-- Task instructions --
The lines from the start of the data through the line containing "twice gives the" are to be reproduced exactly, both ends included.

-- Saved entries --
_ _ _ _

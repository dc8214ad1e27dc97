//! # Mapping Validation
//!
//! Every mapper decides whether it can interpret an [`OutputMapping`] before
//! it is run. The checks here are the rules several mappers share; each
//! mapper combines them with its own completeness rules into one
//! [`ValidationReport`].
//!
//! Validation is a pure function of the mapping: running it twice gives the
//! same report, and failing it never raises. The orchestrator logs the
//! report and skips the mapping.

use serde::{Deserialize, Serialize};

use suro_core::{ArtifactFormat, AxisSpec, OutputMapping};

use crate::extract::RowMode;

// ---------------------------------------------------------------------------
// Report
// ---------------------------------------------------------------------------

/// Findings of one mapper about one output mapping.
#[derive(Debug, Clone, PartialEq, Eq, Serialize, Deserialize)]
pub struct ValidationReport {
    /// Whether the mapper can interpret the mapping.
    pub is_valid: bool,
    /// Reasons the mapping was rejected.
    pub errors: Vec<String>,
    /// Non-fatal findings, such as specs the mapper ignores.
    pub warnings: Vec<String>,
}

impl ValidationReport {
    /// A report with no findings: the mapping can be run.
    pub fn ok() -> Self {
        Self {
            is_valid: true,
            errors: Vec::new(),
            warnings: Vec::new(),
        }
    }

    /// A rejecting report carrying these reasons.
    pub fn fail(errors: Vec<String>) -> Self {
        Self {
            is_valid: false,
            errors,
            warnings: Vec::new(),
        }
    }

    /// Record a reason the mapping cannot be run.
    pub fn add_error(&mut self, error: String) {
        self.is_valid = false;
        self.errors.push(error);
    }

    /// Record a field the mapper will ignore. The mapping stays runnable.
    pub fn add_warning(&mut self, warning: String) {
        self.warnings.push(warning);
    }

    /// Fold the findings of another rule into this report.
    pub fn merge(&mut self, other: ValidationReport) {
        self.is_valid &= other.is_valid;
        self.errors.extend(other.errors);
        self.warnings.extend(other.warnings);
    }

    /// Log every finding against the mapping and return validity.
    pub fn accept(&self, mapper: &str, file_name: &str) -> bool {
        for warning in &self.warnings {
            tracing::warn!(mapper, file_name, "{warning}");
        }
        for error in &self.errors {
            tracing::error!(mapper, file_name, "{error}");
        }
        self.is_valid
    }
}

impl Default for ValidationReport {
    fn default() -> Self {
        Self::ok()
    }
}

// ---------------------------------------------------------------------------
// Shared rules
// ---------------------------------------------------------------------------

/// File name, extension, and source presence.
///
/// The file name must be non-empty and, when `format` is given, end with its
/// extension. At least one source must be declared and every source must
/// name a solution key.
pub fn check_basics(mapping: &OutputMapping, format: Option<ArtifactFormat>) -> ValidationReport {
    let mut report = ValidationReport::ok();
    if mapping.file_name.is_empty() {
        report.add_error("output mapping has no file name".to_string());
    } else if let Some(format) = format {
        if !mapping.file_name.to_lowercase().ends_with(format.extension()) {
            report.add_error(format!(
                "file name {:?} is not compatible with {format} output",
                mapping.file_name
            ));
        }
    }
    if mapping.sources.is_empty() {
        report.add_error("output mapping declares no source".to_string());
    }
    for (index, source) in mapping.sources.iter().enumerate() {
        if source.solution_key.is_empty() {
            report.add_error(format!("source {index} has no solution key"));
        }
    }
    report
}

/// Every source's row axis is well-formed and, when `require_column`, so is
/// its column axis.
pub fn check_axes(mapping: &OutputMapping, require_column: bool) -> ValidationReport {
    let mut report = ValidationReport::ok();
    for source in &mapping.sources {
        if !source.row.is_well_formed() {
            report.add_error(format!(
                "source {:?} has no row labels or entry keys",
                source.solution_key
            ));
        }
        if require_column && !source.column.as_ref().is_some_and(AxisSpec::is_well_formed) {
            report.add_error(format!(
                "source {:?} has no column labels or entry keys",
                source.solution_key
            ));
        }
    }
    report
}

/// The identity shape of a row axis.
#[derive(Debug, Clone, Copy, PartialEq, Eq)]
pub enum RowShape {
    /// Rows are identified by this many entry keys.
    Keys(usize),
    /// Rows are identified by this many literal labels.
    Labels(usize),
    /// The axis declares nothing.
    Empty,
}

impl RowShape {
    /// Shape of a row axis, following [`RowMode`](crate::extract::RowMode):
    /// a single label names the row even when entry keys are present.
    pub fn of(row: &AxisSpec) -> Self {
        match RowMode::of(row) {
            RowMode::Single(_) => Self::Labels(1),
            RowMode::Keyed(keys) => Self::Keys(keys.len()),
            RowMode::Literal(labels) => Self::Labels(labels.len()),
            RowMode::Absent => Self::Empty,
        }
    }
}

impl std::fmt::Display for RowShape {
    fn fmt(&self, f: &mut std::fmt::Formatter<'_>) -> std::fmt::Result {
        match self {
            Self::Keys(n) => write!(f, "{n} entry key(s)"),
            Self::Labels(n) => write!(f, "{n} label(s)"),
            Self::Empty => write!(f, "no identity"),
        }
    }
}

/// With several sources, every row axis has the shape of the first.
pub fn check_row_shapes(mapping: &OutputMapping) -> ValidationReport {
    let mut report = ValidationReport::ok();
    let mut sources = mapping.sources.iter();
    let Some(first) = sources.next() else {
        return report;
    };
    let expected = RowShape::of(&first.row);
    for source in sources {
        let shape = RowShape::of(&source.row);
        if shape != expected {
            report.add_error(format!(
                "source {:?} identifies rows by {shape}, expected {expected}",
                source.solution_key
            ));
        }
    }
    report
}

/// With several sources, every column axis declares as many labels or entry
/// keys as the first.
pub fn check_column_cardinality(mapping: &OutputMapping) -> ValidationReport {
    let mut report = ValidationReport::ok();
    let cardinality = |s: &suro_core::MappingSource| {
        s.column.as_ref().map(AxisSpec::cardinality).unwrap_or(0)
    };
    let mut sources = mapping.sources.iter();
    let Some(first) = sources.next() else {
        return report;
    };
    let expected = cardinality(first);
    for source in sources {
        let actual = cardinality(source);
        if actual != expected {
            report.add_error(format!(
                "source {:?} has column mapping size {actual}, expected {expected}",
                source.solution_key
            ));
        }
    }
    report
}

/// Warn about a spec the mapper does not read.
pub fn warn_unused(report: &mut ValidationReport, solution_key: &str, spec: &str) {
    report.add_warning(format!(
        "source {solution_key:?} specifies an unnecessary {spec} mapping"
    ));
}

#[cfg(test)]
mod tests {
    use suro_core::{MappingKind, MappingSource};

    use super::*;

    fn mapping(file: &str, sources: Vec<MappingSource>) -> OutputMapping {
        let mut m = OutputMapping::new(file, MappingKind::Matrix);
        m.sources = sources;
        m
    }

    #[test]
    fn basics_reject_empty_file_name() {
        let m = mapping("", vec![MappingSource::new("s", AxisSpec::default())]);
        let report = check_basics(&m, Some(ArtifactFormat::Csv));
        assert!(!report.is_valid);
        assert_eq!(report.errors.len(), 1);
    }

    #[test]
    fn basics_reject_wrong_extension() {
        let m = mapping("out.json", vec![MappingSource::new("s", AxisSpec::default())]);
        assert!(!check_basics(&m, Some(ArtifactFormat::Csv)).is_valid);
        assert!(check_basics(&m, Some(ArtifactFormat::Json)).is_valid);
        assert!(check_basics(&m, None).is_valid);
    }

    #[test]
    fn basics_accept_upper_case_extension() {
        let m = mapping("OUT.CSV", vec![MappingSource::new("s", AxisSpec::default())]);
        assert!(check_basics(&m, Some(ArtifactFormat::Csv)).is_valid);
    }

    #[test]
    fn basics_require_sources_with_keys() {
        assert!(!check_basics(&mapping("a.csv", vec![]), Some(ArtifactFormat::Csv)).is_valid);
        let m = mapping("a.csv", vec![MappingSource::new("", AxisSpec::default())]);
        assert!(!check_basics(&m, Some(ArtifactFormat::Csv)).is_valid);
    }

    #[test]
    fn axes_require_column_when_asked() {
        let m = mapping("a.csv", vec![MappingSource::new("s", AxisSpec::from_labels(["x"]))]);
        assert!(check_axes(&m, false).is_valid);
        assert!(!check_axes(&m, true).is_valid);
    }

    #[test]
    fn row_shapes_must_agree() {
        let m = mapping(
            "a.csv",
            vec![
                MappingSource::new("a", AxisSpec::from_entry_keys(["x", "y"])),
                MappingSource::new("b", AxisSpec::from_entry_keys(["p", "q"])),
            ],
        );
        assert!(check_row_shapes(&m).is_valid);

        let m = mapping(
            "a.csv",
            vec![
                MappingSource::new("a", AxisSpec::from_entry_keys(["x", "y"])),
                MappingSource::new("b", AxisSpec::from_labels(["p", "q"])),
            ],
        );
        let report = check_row_shapes(&m);
        assert!(!report.is_valid);
        assert!(report.errors[0].contains("2 label(s)"));
    }

    #[test]
    fn merge_propagates_failure_and_warnings() {
        let mut report = ValidationReport::ok();
        let mut other = ValidationReport::fail(vec!["bad".into()]);
        other.add_warning("meh".into());
        report.merge(other);
        assert!(!report.is_valid);
        assert_eq!(report.errors, vec!["bad"]);
        assert_eq!(report.warnings, vec!["meh"]);
    }
}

_ _ _ _

-- Written answer --
repository dc8214ad1e27dc97
//! # Mapping Validation
//!
//! Every mapper decides whether it can interpret an [`OutputMapping`] before
//! it is run. The checks here are the rules several mappers share; each
//! mapper combines them with its own completeness rules into one
//! [`ValidationReport`].
//!
//! Validation is a pure function of the mapping: running it twice gives the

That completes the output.